For the first time, they climbed together regularly, as much as four days per week. The colliding of quarantine bubbles was a Big Bang moment of sorts—it would become the catalyst for evolution in each of their climbing careers.
“There’s a lot of stuff we’ve done together that we would not have ever done by ourselves,” says Wilbur. “I’m more of a completionist, so I push us to do all these big linkups, and John gets more psyched on hard objectives—he doesn’t get intimidated by a big number or a historically significant route. I see those, and I think, ‘I don’t belong on that.’ John breaks past that and pushes us in that way.”
For example, Wilbur says he never would have attempted Honeymoon had John not told him he could do it. And Ebers says he would never have agreed to try for a second ascent of Tommy Caldwell and Alex Honnold’s CUDL Traverse, an exhaustive continental divide linkup, which Ebers and Wilber attempted late this summer. (They had to bail about halfway through after 48 hours of onsight route-finding; both had work on Monday.)
“Likewise, I think I have better footwork, but Ben is more powerful than I am. [Since this partnership started], I’ve trained harder, and his footwork has gotten better,” says John.
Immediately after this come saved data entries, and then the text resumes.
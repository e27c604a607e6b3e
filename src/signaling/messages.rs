//! Message types for the signaling protocol
//!
//! Every frame on the relay is a JSON object carrying the sender's
//! session id plus exactly one of `description` or `candidate`:
//!
//! ```json
//! { "id": "...", "description": { "kind": "offer", "payload": "v=0..." } }
//! { "id": "...", "candidate": { "payload": "candidate:...", "mediaId": "0", "lineIndex": 0 } }
//! ```

use serde::{Deserialize, Serialize};
use std::fmt;
use thiserror::Error;
use uuid::Uuid;

// ============================================================================
// SESSION ID
// ============================================================================

/// Random identifier of one session, only used as a tie-breaking key
#[derive(Debug, Clone, PartialEq, Eq, PartialOrd, Ord, Hash, Serialize, Deserialize)]
#[serde(transparent)]
pub struct SessionId(String);

impl SessionId {
    /// Generates a fresh random id
    pub fn generate() -> Self {
        Self(Uuid::new_v4().to_string())
    }

    pub fn as_str(&self) -> &str {
        &self.0
    }
}

impl From<&str> for SessionId {
    fn from(s: &str) -> Self {
        Self(s.to_string())
    }
}

impl From<String> for SessionId {
    fn from(s: String) -> Self {
        Self(s)
    }
}

impl fmt::Display for SessionId {
    fn fmt(&self, f: &mut fmt::Formatter<'_>) -> fmt::Result {
        f.write_str(&self.0)
    }
}

// ============================================================================
// PAYLOADS
// ============================================================================

#[derive(Debug, Clone, Copy, PartialEq, Eq, Serialize, Deserialize)]
#[serde(rename_all = "lowercase")]
pub enum DescriptionKind {
    Offer,
    Answer,
    Rollback,
}

impl fmt::Display for DescriptionKind {
    fn fmt(&self, f: &mut fmt::Formatter<'_>) -> fmt::Result {
        let s = match self {
            DescriptionKind::Offer => "offer",
            DescriptionKind::Answer => "answer",
            DescriptionKind::Rollback => "rollback",
        };
        f.write_str(s)
    }
}

/// Session description (SDP) exchanged as offer or answer
#[derive(Debug, Clone, PartialEq, Eq, Serialize, Deserialize)]
pub struct SessionDescription {
    pub kind: DescriptionKind,
    pub payload: String,
}

impl SessionDescription {
    pub fn offer(sdp: impl Into<String>) -> Self {
        Self {
            kind: DescriptionKind::Offer,
            payload: sdp.into(),
        }
    }

    pub fn answer(sdp: impl Into<String>) -> Self {
        Self {
            kind: DescriptionKind::Answer,
            payload: sdp.into(),
        }
    }

    /// Rollback carries no SDP
    pub fn rollback() -> Self {
        Self {
            kind: DescriptionKind::Rollback,
            payload: String::new(),
        }
    }

    pub fn is_offer(&self) -> bool {
        self.kind == DescriptionKind::Offer
    }
}

/// ICE candidate as gathered by the local peer connection
#[derive(Debug, Clone, PartialEq, Eq, Serialize, Deserialize)]
#[serde(rename_all = "camelCase")]
pub struct IceCandidate {
    pub payload: String,
    pub media_id: String,
    pub line_index: u16,
}

// ============================================================================
// ENVELOPE
// ============================================================================

#[derive(Error, Debug, Clone, PartialEq, Eq)]
pub enum EnvelopeError {
    #[error("envelope carries neither a description nor a candidate")]
    Empty,

    #[error("envelope carries both a description and a candidate")]
    Ambiguous,
}

/// What a signaling envelope carries
#[derive(Debug, Clone, PartialEq, Eq)]
pub enum Signal {
    Description(SessionDescription),
    Candidate(IceCandidate),
}

/// One frame on the relay, always tagged with the sender's id
#[derive(Debug, Clone, PartialEq, Eq, Serialize, Deserialize)]
#[serde(try_from = "WireEnvelope", into = "WireEnvelope")]
pub struct SignalingEnvelope {
    pub id: SessionId,
    pub signal: Signal,
}

impl SignalingEnvelope {
    pub fn description(id: SessionId, description: SessionDescription) -> Self {
        Self {
            id,
            signal: Signal::Description(description),
        }
    }

    pub fn candidate(id: SessionId, candidate: IceCandidate) -> Self {
        Self {
            id,
            signal: Signal::Candidate(candidate),
        }
    }

    pub fn to_json(&self) -> Result<String, serde_json::Error> {
        serde_json::to_string(self)
    }

    pub fn from_json(text: &str) -> Result<Self, serde_json::Error> {
        serde_json::from_str(text)
    }
}

/// Flat wire shape with optional fields
#[derive(Serialize, Deserialize)]
struct WireEnvelope {
    id: SessionId,
    #[serde(default, skip_serializing_if = "Option::is_none")]
    description: Option<SessionDescription>,
    #[serde(default, skip_serializing_if = "Option::is_none")]
    candidate: Option<IceCandidate>,
}

impl TryFrom<WireEnvelope> for SignalingEnvelope {
    type Error = EnvelopeError;

    fn try_from(wire: WireEnvelope) -> Result<Self, Self::Error> {
        let signal = match (wire.description, wire.candidate) {
            (Some(description), None) => Signal::Description(description),
            (None, Some(candidate)) => Signal::Candidate(candidate),
            (None, None) => return Err(EnvelopeError::Empty),
            (Some(_), Some(_)) => return Err(EnvelopeError::Ambiguous),
        };
        Ok(Self {
            id: wire.id,
            signal,
        })
    }
}

impl From<SignalingEnvelope> for WireEnvelope {
    fn from(envelope: SignalingEnvelope) -> Self {
        let (description, candidate) = match envelope.signal {
            Signal::Description(d) => (Some(d), None),
            Signal::Candidate(c) => (None, Some(c)),
        };
        Self {
            id: envelope.id,
            description,
            candidate,
        }
    }
}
The partnership has also had a positive effect on the local environment: This summer, Ebers and Wilbur spent so much time on The Diamond that they began to notice just how much trash littered the iconic face.
“One of the coolest things about this summer was taking The Diamond, which is a wall that’s so intimidating the first time you climb it, and turning it into our home crag,” Wilbur says. “Part of that is you try and clean up.”
The two replaced slings, removed frayed tat, and hauled out decomposing stashed ropes. They picked up forgotten wag bags and hung other parties’ packs to protect them from marmots. Ebers once carried a hammer up Honeymoon and spent hours pounding out fixed gear. He didn’t get all of it, but he says you’d need a hacksaw to remove anything that’s left.
The desire to try the routes in good style was part of the duo’s motivation, but the main driver was a love for the mountain and a wish to see it returned to the wild, imposing beauty that first drew them there.
“It’s an important place for both of us, and we want to take care of it,” Wilbur says.